START SUPPLIED ENTRIES

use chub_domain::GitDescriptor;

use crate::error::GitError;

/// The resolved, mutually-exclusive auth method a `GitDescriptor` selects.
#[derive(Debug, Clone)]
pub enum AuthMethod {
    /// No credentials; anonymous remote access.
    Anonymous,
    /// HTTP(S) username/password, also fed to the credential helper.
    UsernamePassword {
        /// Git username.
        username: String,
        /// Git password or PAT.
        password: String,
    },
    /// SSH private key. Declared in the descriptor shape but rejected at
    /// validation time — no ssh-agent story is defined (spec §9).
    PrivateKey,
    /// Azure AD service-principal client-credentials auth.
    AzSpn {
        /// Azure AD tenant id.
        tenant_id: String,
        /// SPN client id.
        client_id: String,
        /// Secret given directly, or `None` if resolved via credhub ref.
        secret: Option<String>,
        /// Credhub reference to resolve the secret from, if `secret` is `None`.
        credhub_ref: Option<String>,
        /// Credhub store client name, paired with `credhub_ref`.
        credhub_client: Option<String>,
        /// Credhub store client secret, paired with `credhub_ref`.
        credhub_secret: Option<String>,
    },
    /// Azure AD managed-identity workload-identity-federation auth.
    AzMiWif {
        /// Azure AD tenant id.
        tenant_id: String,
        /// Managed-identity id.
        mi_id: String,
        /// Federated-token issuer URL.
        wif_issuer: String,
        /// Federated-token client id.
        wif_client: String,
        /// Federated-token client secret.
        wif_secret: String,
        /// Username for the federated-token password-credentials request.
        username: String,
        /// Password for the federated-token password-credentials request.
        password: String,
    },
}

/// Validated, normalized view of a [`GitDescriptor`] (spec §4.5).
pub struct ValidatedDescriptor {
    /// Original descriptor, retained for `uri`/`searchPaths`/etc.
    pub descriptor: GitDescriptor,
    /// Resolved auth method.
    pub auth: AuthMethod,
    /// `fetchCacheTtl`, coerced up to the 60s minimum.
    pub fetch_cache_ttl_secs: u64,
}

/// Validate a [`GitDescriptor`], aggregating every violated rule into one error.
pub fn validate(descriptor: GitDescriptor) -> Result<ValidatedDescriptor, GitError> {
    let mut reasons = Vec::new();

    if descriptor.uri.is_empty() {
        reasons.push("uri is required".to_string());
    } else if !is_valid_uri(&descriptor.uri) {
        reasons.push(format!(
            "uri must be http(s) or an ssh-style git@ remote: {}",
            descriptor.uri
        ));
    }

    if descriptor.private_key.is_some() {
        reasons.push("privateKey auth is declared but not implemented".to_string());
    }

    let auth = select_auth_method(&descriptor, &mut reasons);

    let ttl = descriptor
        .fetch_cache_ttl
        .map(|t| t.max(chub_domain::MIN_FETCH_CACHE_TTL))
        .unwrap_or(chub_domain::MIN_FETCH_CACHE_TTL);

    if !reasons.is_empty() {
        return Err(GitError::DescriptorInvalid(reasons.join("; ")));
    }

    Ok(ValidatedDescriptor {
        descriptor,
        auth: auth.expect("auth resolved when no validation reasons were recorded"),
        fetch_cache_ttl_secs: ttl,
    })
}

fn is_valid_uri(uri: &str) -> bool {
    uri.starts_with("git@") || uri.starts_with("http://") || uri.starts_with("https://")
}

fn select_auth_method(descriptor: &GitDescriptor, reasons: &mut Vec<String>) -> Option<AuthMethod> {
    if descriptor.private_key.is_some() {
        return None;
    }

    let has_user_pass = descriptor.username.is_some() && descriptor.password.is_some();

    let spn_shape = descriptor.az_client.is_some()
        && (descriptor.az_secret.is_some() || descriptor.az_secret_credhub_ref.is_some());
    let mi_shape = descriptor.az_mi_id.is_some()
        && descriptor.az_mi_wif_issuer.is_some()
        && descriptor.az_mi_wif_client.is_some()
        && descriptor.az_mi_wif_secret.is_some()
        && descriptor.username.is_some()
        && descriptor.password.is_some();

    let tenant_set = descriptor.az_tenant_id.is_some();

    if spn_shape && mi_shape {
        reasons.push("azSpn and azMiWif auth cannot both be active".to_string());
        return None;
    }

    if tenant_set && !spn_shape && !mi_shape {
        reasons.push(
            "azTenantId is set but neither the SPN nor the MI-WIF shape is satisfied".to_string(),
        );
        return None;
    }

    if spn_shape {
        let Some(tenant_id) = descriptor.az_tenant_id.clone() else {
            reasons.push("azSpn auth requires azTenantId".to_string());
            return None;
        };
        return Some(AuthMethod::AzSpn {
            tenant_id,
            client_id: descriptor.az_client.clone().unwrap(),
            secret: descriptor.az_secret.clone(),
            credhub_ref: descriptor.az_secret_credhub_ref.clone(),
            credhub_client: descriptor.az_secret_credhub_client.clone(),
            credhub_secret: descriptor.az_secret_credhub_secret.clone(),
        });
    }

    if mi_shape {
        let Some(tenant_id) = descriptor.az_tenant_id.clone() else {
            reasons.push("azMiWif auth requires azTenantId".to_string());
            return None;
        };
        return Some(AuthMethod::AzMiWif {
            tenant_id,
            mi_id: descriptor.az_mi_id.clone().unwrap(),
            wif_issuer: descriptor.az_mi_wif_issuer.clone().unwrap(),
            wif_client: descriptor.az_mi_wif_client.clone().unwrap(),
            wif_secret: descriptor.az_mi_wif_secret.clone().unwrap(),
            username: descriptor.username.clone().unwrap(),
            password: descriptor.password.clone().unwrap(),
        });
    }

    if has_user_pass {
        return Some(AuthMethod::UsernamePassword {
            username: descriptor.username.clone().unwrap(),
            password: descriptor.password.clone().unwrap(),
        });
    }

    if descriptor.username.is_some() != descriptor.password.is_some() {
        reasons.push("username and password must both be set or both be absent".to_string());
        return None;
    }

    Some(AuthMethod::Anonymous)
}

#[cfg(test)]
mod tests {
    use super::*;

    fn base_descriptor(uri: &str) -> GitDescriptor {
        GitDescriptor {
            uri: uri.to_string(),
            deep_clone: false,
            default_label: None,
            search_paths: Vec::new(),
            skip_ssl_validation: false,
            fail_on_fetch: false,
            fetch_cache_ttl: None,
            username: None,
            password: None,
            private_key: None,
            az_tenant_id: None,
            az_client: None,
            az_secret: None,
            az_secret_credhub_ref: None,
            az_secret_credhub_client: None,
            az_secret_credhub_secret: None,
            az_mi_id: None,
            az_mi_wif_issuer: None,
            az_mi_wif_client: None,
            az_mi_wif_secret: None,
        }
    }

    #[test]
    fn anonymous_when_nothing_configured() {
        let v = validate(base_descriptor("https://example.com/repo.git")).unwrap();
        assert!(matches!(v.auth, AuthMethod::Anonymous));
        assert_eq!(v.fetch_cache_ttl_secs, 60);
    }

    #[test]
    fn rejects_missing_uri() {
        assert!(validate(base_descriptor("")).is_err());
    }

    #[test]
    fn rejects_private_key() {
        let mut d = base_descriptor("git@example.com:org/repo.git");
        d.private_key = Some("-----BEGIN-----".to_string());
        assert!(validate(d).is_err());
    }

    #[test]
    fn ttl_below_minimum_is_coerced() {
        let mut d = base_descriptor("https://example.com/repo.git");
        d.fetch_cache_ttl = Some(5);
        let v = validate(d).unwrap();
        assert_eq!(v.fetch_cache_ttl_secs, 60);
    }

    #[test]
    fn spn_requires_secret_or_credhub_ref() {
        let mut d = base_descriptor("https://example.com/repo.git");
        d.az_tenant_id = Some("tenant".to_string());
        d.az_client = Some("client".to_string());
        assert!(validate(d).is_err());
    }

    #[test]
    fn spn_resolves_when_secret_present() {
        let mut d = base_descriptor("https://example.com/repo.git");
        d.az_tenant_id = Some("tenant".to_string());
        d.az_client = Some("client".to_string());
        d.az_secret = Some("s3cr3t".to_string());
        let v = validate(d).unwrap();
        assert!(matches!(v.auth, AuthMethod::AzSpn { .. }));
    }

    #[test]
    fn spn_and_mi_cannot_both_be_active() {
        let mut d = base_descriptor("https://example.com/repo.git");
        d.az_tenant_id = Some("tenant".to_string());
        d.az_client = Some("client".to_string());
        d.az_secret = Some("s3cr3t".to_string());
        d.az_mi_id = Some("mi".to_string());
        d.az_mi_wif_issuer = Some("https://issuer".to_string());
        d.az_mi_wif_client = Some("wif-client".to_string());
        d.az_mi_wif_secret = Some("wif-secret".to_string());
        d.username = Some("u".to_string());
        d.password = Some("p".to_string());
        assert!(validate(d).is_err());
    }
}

END SUPPLIED ENTRIES

WHAT IS EXPECTED:
Copy down each line in the entries that has the word "spec".

TASK RESULT:
    /// validation time — no ssh-agent story is defined (spec §9).
/// Validated, normalized view of a [`GitDescriptor`] (spec §4.5).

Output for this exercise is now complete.